A combinatorial approach for selectively inducing programmed cell death in human pancreatic cancer cells.

Pancreatic cancer is an extremely aggressive neoplasm whose incidence equals its death rate. Despite intensive analysis, the genetic changes that mediate pancreatic cancer development and effective therapies for diminishing the morbidity associated with this disease remain unresolved. Through subtraction hybridization, we have identified a gene associated with induction of irreversible growth arrest, cancer reversion, and terminal differentiation in human melanoma cells, melanoma differentiation associated gene-7 (mda-7). Ectopic expression of mda-7 when using a recombinant adenovirus, Ad.mda-7, results in growth suppression and apoptosis in a broad spectrum of human cancers with diverse genetic defects, without exerting deleterious effects in normal human epithelial or fibroblast cells.

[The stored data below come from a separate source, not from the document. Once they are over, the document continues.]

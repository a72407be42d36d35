//! Rebindable handle to a component.

use crate::entity::Entity;
use crate::storage::Container;
use std::fmt;
use std::ops::{Deref, DerefMut};

/// A handle `(entity, storage)` that re-resolves on every dereference
/// rather than caching a pointer to the component value itself, since
/// removal elsewhere in the same storage can relocate any element via
/// swap-with-back.
///
/// Carries a raw pointer to the `Container<T>` the registry lazily created
/// for `T`: that allocation is heap-owned by the registry and never moves
/// or frees for as long as the registry that created it is alive, so the
/// pointer stays valid across any structural change to *other* component
/// types, or to this storage's own internal layout. It does not stay valid
/// past the owning registry's lifetime.
pub struct Reference<T> {
    entity: Entity,
    container: Option<*mut Container<T>>,
}

impl<T> Reference<T> {
    pub(crate) fn new(entity: Entity, container: *mut Container<T>) -> Self {
        Self {
            entity,
            container: Some(container),
        }
    }

    pub fn entity(&self) -> Entity {
        self.entity
    }

    pub fn is_valid(&self) -> bool {
        match self.container {
            Some(ptr) => !self.entity.is_null() && unsafe { (*ptr).contains(self.entity) },
            None => false,
        }
    }

    pub fn get(&self) -> &T {
        assert!(self.is_valid(), "Reference: dereferencing an invalid reference");
        unsafe { (*self.container.unwrap()).get(self.entity) }
    }

    pub fn get_mut(&mut self) -> &mut T {
        assert!(self.is_valid(), "Reference: dereferencing an invalid reference");
        unsafe { (*self.container.unwrap()).get_mut(self.entity) }
    }
}

impl<T> Default for Reference<T> {
    fn default() -> Self {
        Self {
            entity: Entity::NULL,
            container: None,
        }
    }
}

impl<T> Clone for Reference<T> {
    fn clone(&self) -> Self {
        *self
    }
}

impl<T> Copy for Reference<T> {}

impl<T> PartialEq for Reference<T> {
    fn eq(&self, other: &Self) -> bool {
        self.entity == other.entity && self.container == other.container
    }
}

impl<T> fmt::Debug for Reference<T> {
    fn fmt(&self, f: &mut fmt::Formatter<'_>) -> fmt::Result {
        f.debug_struct("Reference")
            .field("entity", &self.entity)
            .field("valid", &self.is_valid())
            .finish()
    }
}

impl<T> Deref for Reference<T> {
    type Target = T;

    fn deref(&self) -> &T {
        self.get()
    }
}

impl<T> DerefMut for Reference<T> {
    fn deref_mut(&mut self) -> &mut T {
        self.get_mut()
    }
}

#[cfg(test)]
mod tests {
    use crate::{Component, Registry};

    #[derive(Debug)]
    struct Health(i32);
    impl Component for Health {}

    #[test]
    fn default_reference_is_invalid() {
        let r: crate::Reference<Health> = Default::default();
        assert!(!r.is_valid());
    }

    #[test]
    fn reference_tracks_relocation() {
        let mut registry = Registry::new();
        let a = registry.create();
        let b = registry.create();
        registry.emplace(a, Health(1));
        registry.emplace(b, Health(2));

        let reference = registry.create_reference::<Health>(a);
        assert!(reference.is_valid());
        assert_eq!(reference.get().0, 1);

        // Removing b swaps a's slot if a is not last; either way, a's
        // reference must still resolve to a's own value.
        registry.remove::<Health>(b);
        assert!(reference.is_valid());
        assert_eq!(reference.get().0, 1);
    }

    #[test]
    fn reference_invalid_after_destroy() {
        let mut registry = Registry::new();
        let a = registry.create();
        registry.emplace(a, Health(1));
        let reference = registry.create_reference::<Health>(a);
        registry.destroy(a);
        assert!(!reference.is_valid());
    }
}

Despite the apparently ubiquitous antitumor effects of mda-7, pancreatic carcinoma cells are remarkably refractory to Ad.mda-7 induced growth suppression and apoptosis. In contrast, the combination of Ad.mda-7 with antisense phosphorothioate oligonucleotides, which target the K-ras oncogene (a gene that is mutated in 85 to 95% of pancreatic carcinomas), induces a dramatic suppression in growth and a decrease in cell viability by induction of apoptosis. In mutant K-ras pancreatic carcinoma cells, programmed cell death correlates with expression and an increase, respectively, in MDA-7 and BAX proteins and increases in the ratio of BAX to BCL-2 proteins. Moreover, transfection of mutant K-ras pancreatic carcinoma cells with an antisense K-ras expression vector and infection with Ad.mda-7 inhibits colony formation in vitro and tumorigenesis in vivo in nude mice. These intriguing observations demonstrate that a combinatorial approach, consisting of a cancer-specific apoptosis-inducing gene and an oncogene inactivation strategy, may provide the foundation for developing an effective therapy for pancreatic cancer.